> [REQUIRED ACTION] Go through the entries below and work out how many lines include "impl". Answer with the number only.

> [SOURCE INFORMATION]
━━━━━━━━━━━━━━━━

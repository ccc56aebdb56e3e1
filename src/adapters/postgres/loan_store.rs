use crate::adapters::retry::RetryPolicy;
use crate::domain::{
    self, BookTitle, LoanId, MemberId, RenewCount,
    loan::{ActiveLoan, Loan, LoanCore, ReturnedLoan},
    policy::DatePolicy,
};
use crate::ports::StoreError;
use crate::ports::loan_store::{LoanStore as LoanStoreTrait, Result};
use async_trait::async_trait;
use chrono::{DateTime, Utc};
use sqlx::{PgConnection, PgPool, Row, postgres::PgRow};
use std::sync::Arc;
use std::time::Duration;

use super::{
    begin, commit,
    inventory_ledger::{decrement_in, increment_in},
};

/// PostgreSQLの行データを貸出レコードに変換する
///
/// renew_countのi16からRenewCountへの変換と、
/// returned_atの有無による状態の判別を行う。
fn map_row_to_loan(row: &PgRow) -> Result<Loan> {
    let renew_count_i16: i16 = row.try_get("renew_count")?;
    let renew_count = u8::try_from(renew_count_i16)
        .ok()
        .and_then(|count| RenewCount::try_from(count).ok())
        .ok_or_else(|| {
            StoreError::backend(format!("renew_count out of range: {}", renew_count_i16))
        })?;

    let member_id: String = row.try_get("member_id")?;
    let book_title: String = row.try_get("book_title")?;

    let core = LoanCore {
        loan_id: LoanId::from_uuid(row.try_get("loan_id")?),
        member_id: MemberId::parse(member_id).map_err(StoreError::backend)?,
        book_title: BookTitle::parse(book_title).map_err(StoreError::backend)?,
        borrowed_at: row.try_get("borrowed_at")?,
        renew_count,
    };

    let returned_at: Option<DateTime<Utc>> = row.try_get("returned_at")?;
    Ok(match returned_at {
        None => Loan::Active(ActiveLoan { core }),
        Some(returned_at) => Loan::Returned(ReturnedLoan { core, returned_at }),
    })
}

/// 行ロックを取得して貸出レコードを読む
async fn select_for_update(
    conn: &mut PgConnection,
    member_id: &MemberId,
    title: &BookTitle,
) -> Result<Option<Loan>> {
    let row = sqlx::query(
        r#"
        SELECT loan_id, member_id, book_title, borrowed_at, returned_at, renew_count
        FROM loans
        WHERE member_id = $1 AND book_title = $2
        FOR UPDATE
        "#,
    )
    .bind(member_id.as_str())
    .bind(title.as_str())
    .fetch_optional(&mut *conn)
    .await?;

    row.as_ref().map(map_row_to_loan).transpose()
}

/// LoanStoreのPostgreSQL実装
///
/// 1回の論理操作を1トランザクションで実行する。
/// 貸出レコードは(member_id, book_title)の主キーで行ロックされ、
/// 在庫数は同じトランザクション内の条件付きUPDATEで変更される。
pub struct LoanStore {
    pool: PgPool,
    policy: Arc<dyn DatePolicy>,
    lock_timeout: Duration,
    retry: RetryPolicy,
}

impl LoanStore {
    pub fn new(
        pool: PgPool,
        policy: Arc<dyn DatePolicy>,
        lock_timeout: Duration,
        retry: RetryPolicy,
    ) -> Self {
        Self {
            pool,
            policy,
            lock_timeout,
            retry,
        }
    }

    async fn create_once(
        &self,
        member_id: &MemberId,
        title: &BookTitle,
        borrowed_at: DateTime<Utc>,
    ) -> Result<ActiveLoan> {
        let mut tx = begin(&self.pool, self.lock_timeout).await?;

        let existing = select_for_update(&mut tx, member_id, title).await?;
        let active = domain::loan::borrow_book(
            existing.as_ref(),
            member_id.clone(),
            title.clone(),
            borrowed_at,
        )?;

        decrement_in(&mut tx, title).await?;

        // 返却済みレコードのみ上書きする。並行する貸出が先に確定した場合は0行
        let result = sqlx::query(
            r#"
            INSERT INTO loans (loan_id, member_id, book_title, borrowed_at, returned_at, renew_count)
            VALUES ($1, $2, $3, $4, NULL, $5)
            ON CONFLICT (member_id, book_title)
            DO UPDATE SET
                loan_id = EXCLUDED.loan_id,
                borrowed_at = EXCLUDED.borrowed_at,
                returned_at = NULL,
                renew_count = EXCLUDED.renew_count
            WHERE loans.returned_at IS NOT NULL
            "#,
        )
        .bind(active.loan_id.value())
        .bind(member_id.as_str())
        .bind(title.as_str())
        .bind(active.borrowed_at)
        .bind(active.renew_count.value() as i16)
        .execute(&mut *tx)
        .await?;

        if result.rows_affected() == 0 {
            // txのdropでロールバックされ、在庫の減算も取り消される
            return Err(StoreError::DuplicateActiveLoan);
        }

        commit(tx).await?;
        Ok(active)
    }

    async fn renew_once(
        &self,
        member_id: &MemberId,
        title: &BookTitle,
        now: DateTime<Utc>,
    ) -> Result<ActiveLoan> {
        let mut tx = begin(&self.pool, self.lock_timeout).await?;

        let active = select_for_update(&mut tx, member_id, title)
            .await?
            .and_then(Loan::into_active)
            .ok_or(StoreError::LoanNotFound)?;
        let renewed = domain::loan::renew_loan(active, now, self.policy.as_ref())?;

        sqlx::query(
            r#"
            UPDATE loans
            SET borrowed_at = $3, renew_count = $4
            WHERE member_id = $1 AND book_title = $2
            "#,
        )
        .bind(member_id.as_str())
        .bind(title.as_str())
        .bind(renewed.borrowed_at)
        .bind(renewed.renew_count.value() as i16)
        .execute(&mut *tx)
        .await?;

        commit(tx).await?;
        Ok(renewed)
    }

    async fn return_once(
        &self,
        member_id: &MemberId,
        title: &BookTitle,
        now: DateTime<Utc>,
    ) -> Result<ReturnedLoan> {
        let mut tx = begin(&self.pool, self.lock_timeout).await?;

        let active = select_for_update(&mut tx, member_id, title)
            .await?
            .and_then(Loan::into_active)
            .ok_or(StoreError::LoanNotFound)?;
        let returned = domain::loan::return_book(active, now, self.policy.as_ref());

        sqlx::query(
            r#"
            UPDATE loans
            SET returned_at = $3
            WHERE member_id = $1 AND book_title = $2
            "#,
        )
        .bind(member_id.as_str())
        .bind(title.as_str())
        .bind(returned.returned_at)
        .execute(&mut *tx)
        .await?;

        increment_in(&mut tx, title).await?;

        commit(tx).await?;
        Ok(returned)
    }

    async fn delete_once(&self, member_id: &MemberId, title: &BookTitle) -> Result<ReturnedLoan> {
        let mut tx = begin(&self.pool, self.lock_timeout).await?;

        let loan = select_for_update(&mut tx, member_id, title)
            .await?
            .ok_or(StoreError::LoanNotFound)?;
        let returned = domain::loan::ensure_deletable(loan)?;

        sqlx::query("DELETE FROM loans WHERE member_id = $1 AND book_title = $2")
            .bind(member_id.as_str())
            .bind(title.as_str())
            .execute(&mut *tx)
            .await?;

        commit(tx).await?;
        Ok(returned)
    }

    async fn get_once(&self, member_id: &MemberId, title: &BookTitle) -> Result<Option<Loan>> {
        let row = sqlx::query(
            r#"
            SELECT loan_id, member_id, book_title, borrowed_at, returned_at, renew_count
            FROM loans
            WHERE member_id = $1 AND book_title = $2
            "#,
        )
        .bind(member_id.as_str())
        .bind(title.as_str())
        .fetch_optional(&self.pool)
        .await?;

        row.as_ref().map(map_row_to_loan).transpose()
    }

    async fn find_by_member_once(&self, member_id: &MemberId) -> Result<Vec<Loan>> {
        let rows = sqlx::query(
            r#"
            SELECT loan_id, member_id, book_title, borrowed_at, returned_at, renew_count
            FROM loans
            WHERE member_id = $1
            ORDER BY borrowed_at DESC
            "#,
        )
        .bind(member_id.as_str())
        .fetch_all(&self.pool)
        .await?;

        rows.iter().map(map_row_to_loan).collect()
    }
}

#[async_trait]
impl LoanStoreTrait for LoanStore {
    async fn create_loan(
        &self,
        member_id: &MemberId,
        title: &BookTitle,
        borrowed_at: DateTime<Utc>,
    ) -> Result<ActiveLoan> {
        self.retry
            .run("create_loan", move || {
                self.create_once(member_id, title, borrowed_at)
            })
            .await
    }

    async fn renew_loan(
        &self,
        member_id: &MemberId,
        title: &BookTitle,
        now: DateTime<Utc>,
    ) -> Result<ActiveLoan> {
        self.retry
            .run("renew_loan", move || self.renew_once(member_id, title, now))
            .await
    }

    async fn return_loan(
        &self,
        member_id: &MemberId,
        title: &BookTitle,
        now: DateTime<Utc>,
    ) -> Result<ReturnedLoan> {
        self.retry
            .run("return_loan", move || self.return_once(member_id, title, now))
            .await
    }

    async fn delete_loan(&self, member_id: &MemberId, title: &BookTitle) -> Result<ReturnedLoan> {
        self.retry
            .run("delete_loan", move || self.delete_once(member_id, title))
            .await
    }

    async fn get_loan(&self, member_id: &MemberId, title: &BookTitle) -> Result<Option<Loan>> {
        self.retry
            .run("get_loan", move || self.get_once(member_id, title))
            .await
    }

    async fn find_by_member(&self, member_id: &MemberId) -> Result<Vec<Loan>> {
        self.retry
            .run("find_by_member", move || self.find_by_member_once(member_id))
            .await
    }
}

━━━━━━━━━━━━━━━━

> [COMPLETED EXERCISE] 2